Single-cell transcriptomics revealed in these cells increased expression of ribonucleotide reductase regulatory subunit M2 (RRM2), a gene crucial for synthesizing DNA, during chemotherapy treatment. This increased RRM2 expression also selectively regulates the production of deoxyguanosine triphosphate (dGTP) and deoxycytidine triphosphate (dCTP), nucleotides that are vital for glioblastoma cells responding to DNA damage during chemotherapy. Furthermore, multi-dimensional modeling of spatially resolved transcriptomics and metabolomic analysis in patients’ tissues revealed strong correlations between RRM2 and dGTP in glioblastoma patient tissues.
scRNA-seq analysis identifies uniquely expressed genes during TMZ therapy
(A) Seurat clusters defined via UMAP dimension reduction of scRNA-seq quality-controlled data were performed in a custom pipeline of Seurat v3.0. (B) Table comparing cluster, total cells per cluster, percent of cluster in each treatment condition, NCI-Nature cell signaling pathway of the cluster, and adjusted P value. (C) Venn diagram created to visualize the indicated unique and overlapping cell signaling pathways enriched in each condition. (D) Condition-specific distribution of scRNA-seq data. (E) Cell cycling phase of scRNA-seq data. (F) Heatmap of the mean expression of up-regulated glioma stem cell markers in our scRNA-seq data. GSEA set: BEIER_GLIOMA_STEM_CELL_UP. (G) Representative heatmap of DNA repair–associated genes separated by group condition expressed in our scRNA-seq data. GSEA set: HALLMARK_DNA_REPAIR. (H) Spatial correlation analysis between scRNA-seq signatures and gene set signatures. Point size and color indicate spatial correlation.
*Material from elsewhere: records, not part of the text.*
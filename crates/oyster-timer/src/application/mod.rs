//! Application layer use cases for Oyster Timer.
//!
//! Use cases in this layer drive the pure `oyster_core` functions and reach
//! the outside world only through the traits they define:
//!
//! - [`settings_store::KeyValueStore`] for the persisted document;
//! - [`edit_settings::PhotoIngestor`] for turning an image file into data.
//!
//! # Sub-modules
//!
//! - **`settings_store`** – Loads (failing open to defaults), saves, and
//!   resets the one settings slot.
//!
//! - **`edit_settings`** – Applies every user edit: mutate, persist, then
//!   re-derive the presentation.
//!
//! - **`tick`**   – The once-a-second recompute of the timer text.
//!
//! - **`status`** – Transient acknowledgement messages with a time-to-live.

pub mod edit_settings;
pub mod settings_store;
pub mod status;
pub mod tick;
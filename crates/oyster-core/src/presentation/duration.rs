//! Elapsed-time computation and formatting.

use std::fmt;

use chrono::{DateTime, Utc};

/// Rendered in place of any value that is not set or not parseable.
pub const PLACEHOLDER: &str = "—";

const MS_PER_SECOND: i64 = 1_000;
const SECONDS_PER_DAY: i64 = 24 * 3_600;

/// Result of [`compute_elapsed`].
#[derive(Debug, Clone, Copy, PartialEq, Eq)]
pub enum Elapsed {
    /// No usable reference instant.
    Unset,
    /// Milliseconds since the reference instant, never negative.
    Since(i64),
}

impl fmt::Display for Elapsed {
    fn fmt(&self, f: &mut fmt::Formatter<'_>) -> fmt::Result {
        match self {
            Self::Unset => f.write_str(PLACEHOLDER),
            Self::Since(ms) => f.write_str(&format_duration(*ms)),
        }
    }
}

/// Parses a stored pulled-at string as an absolute instant.
///
/// Returns `None` for blank or non-RFC 3339 input.
pub fn parse_instant(raw: &str) -> Option<DateTime<Utc>> {
    let raw = raw.trim();
    if raw.is_empty() {
        return None;
    }
    DateTime::parse_from_rfc3339(raw)
        .ok()
        .map(|dt| dt.with_timezone(&Utc))
}

/// Time elapsed between `pulled_at` and `now`.
///
/// A reference instant in the future (clock skew, typo) clamps to zero rather
/// than producing negative time.
pub fn compute_elapsed(pulled_at: Option<&str>, now: DateTime<Utc>) -> Elapsed {
    match pulled_at.and_then(parse_instant) {
        Some(t0) => Elapsed::Since((now - t0).num_milliseconds().max(0)),
        None => Elapsed::Unset,
    }
}

/// Formats a millisecond duration as `HH:MM:SS`, or `{days}d HH:MM:SS` once
/// it exceeds a day.  Negative input is treated as zero.
pub fn format_duration(duration_ms: i64) -> String {
    let total_seconds = duration_ms.max(0) / MS_PER_SECOND;
    let days = total_seconds / SECONDS_PER_DAY;
    let hours = (total_seconds % SECONDS_PER_DAY) / 3_600;
    let minutes = (total_seconds % 3_600) / 60;
    let seconds = total_seconds % 60;

    if days > 0 {
        format!("{days}d {hours:02}:{minutes:02}:{seconds:02}")
    } else {
        format!("{hours:02}:{minutes:02}:{seconds:02}")
    }
}
//! Storage infrastructure: program configuration and settings persistence.
//!
//! - **`config`**    – Reads the TOML program configuration from the platform
//!   config directory and resolves the data directory.
//! - **`key_value`** – [`KeyValueStore`](crate::application::settings_store::KeyValueStore)
//!   implementations: one JSON file per key on disk, or an in-memory map.

pub mod config;
pub mod key_value;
“It is known that RRM2 has key functions for DNA synthesis, but we are showing some selectivity towards dCTP and dGTP synthesis during chemotherapy that has never been shown before,” Ahmed said.
The investigators also found that treating mice with patient-derived glioblastoma tumor samples with the second-generation RRM2-inhibitor drug Triapine increased the efficacy of TMZ therapy, which is approved by the FDA for clinical trial.
“Triapine is a blood-brain barrier penetrant agent that is a second-generation inhibitor for this enzyme, and the combination with temozolomide therapy, we think, may be helpful to overcome the resistance; to see how this impacts patients with recurrent glioblastoma, but then ultimately to bring it to patients with newly diagnosed glioblastoma,” Dixit said.
The investigators are now in the process of organizing a series of clinical trials that will evaluate the efficacy of Triapine in patients with recurrent glioblastoma before they undergo surgery.
The current findings also highlight a unique “bottleneck” effect which drives therapeutic resistance in recurrent glioblastoma cells and, according to the investigators, requires further investigation.
“This ‘bottleneck’ effect may provide a window of opportunity to target glioblastoma more effectively as such selection processes reduce the intertumoral heterogeneity. We think that will help us to overcome this chemotherapy resistance,” Ahmed said.